- Around about the time Nadi turned 13-15 months old, he started walking independently and all our hitherto pat on the back happy training of him sleeping in his cot went flying out the window as his cot suddenly grew too small for him. Logcially, of course, the transient solution was to have him in our queen sized bed till we got his new one. One thing led to another and the little tangle of arms and legs every morning turned into a regualr thing. Another year and a half later and that new bed for him has yet to be ordered. And its no surprise that our queen size (once a nice modest sized bed) is not longer large enough to house both k and me- relatively tall people as well as a rotating 2 year old. So it was a nice surprise to discover that there actually is a reasonable amount of difference between queen and king sized beds. K and I have long since accepted that for these few years we will only hug above the child’s head holding hands and below the child’s feet by intertwining feet creating a sort of a huddle amongst the three of us. Initially constricting, this has grown on me to provide a strange kind of security thing, keeping me in body contact with both my people. The bed at Laguna was huge and despite a Nadi being wedged in the middle of us with his arms and legs splayed comfortably in all directions, there was STILL space for me to angle my legs or sleep curled up as opposed to sleep like a refugee huddled to the edge of my home bed. (you DO know im exaggerating this for story telling value right?) So the first night once Nadi was asleep, I could sense K moving around, shuffling away in bed, his hand was blindly patting the bed away and feet moving around until he finally got up and admitted there was simply way too much space and he couldnt find me over and around Nadi. I guess there just might be a thing as too much space after all.

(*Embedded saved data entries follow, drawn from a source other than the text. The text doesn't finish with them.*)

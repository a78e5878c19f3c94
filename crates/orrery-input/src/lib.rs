//! Input for the free-look camera: key bindings, held movement axes, pending
//! pointer motion, and cursor capture.

pub mod keyboard;
pub mod pointer;
pub mod state;

pub use keyboard::{KeyAction, MoveAxis, RawKeyEvent, Toggle, action_for};
pub use pointer::PointerCapture;
pub use state::InputState;
//! Command-line argument parsing.

use std::path::PathBuf;

use clap::Parser;

use crate::Config;

/// Orrery command-line arguments.
///
/// CLI values override settings loaded from `config.ron`.
#[derive(Parser, Debug)]
#[command(name = "orrery", about = "A planet orbiting a glowing star")]
pub struct CliArgs {
    /// Viewport width.
    #[arg(long)]
    pub width: Option<u32>,

    /// Viewport height.
    #[arg(long)]
    pub height: Option<u32>,

    /// Log level (error, warn, info, debug, trace).
    #[arg(long)]
    pub log_level: Option<String>,

    /// Asset root directory containing `shaders/` and `textures/`.
    #[arg(long)]
    pub assets: Option<PathBuf>,

    /// Path to a RON config file.
    #[arg(long)]
    pub config: Option<PathBuf>,
}

impl Config {
    /// Apply CLI overrides to a loaded config.
    pub fn apply_cli_overrides(&mut self, args: &CliArgs) {
        if let Some(w) = args.width {
            self.window.width = w;
        }
        if let Some(h) = args.height {
            self.window.height = h;
        }
        if let Some(ref level) = args.log_level {
            self.debug.log_level = level.clone();
        }
        if let Some(ref root) = args.assets {
            self.assets.root = root.clone();
        }
    }
}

- I have realized that I love travelling with Nadi. Heturned out to be a fun interactive very observant kid who had us in fits with a lot of his random noticing of things which ordinarily would have missed our attention. He would point at something that wasnt correct in his frame of referecne and then in his put on funny voice exclaim, yeh kitna funny hai. It was liek seeing everything through two yr old eyes and you know what, I realized my thirty two yr old eyes really needed this new vision, this break from being unable to see the magical wonder in a long necked giraffe (really WHAT was God thinking?) or the hilarity in a bird wearing a funny crown on its head or a funnily shaped doughnut or simply the colour of the ocean so different from ours. His sense were on full alert, taking notes, comparing, realizing and commenting away. The randomness of his observations was addictive and many a time, even when he was asleep or not around, we would find ourselves attuned to the world in a way only a two yr can be.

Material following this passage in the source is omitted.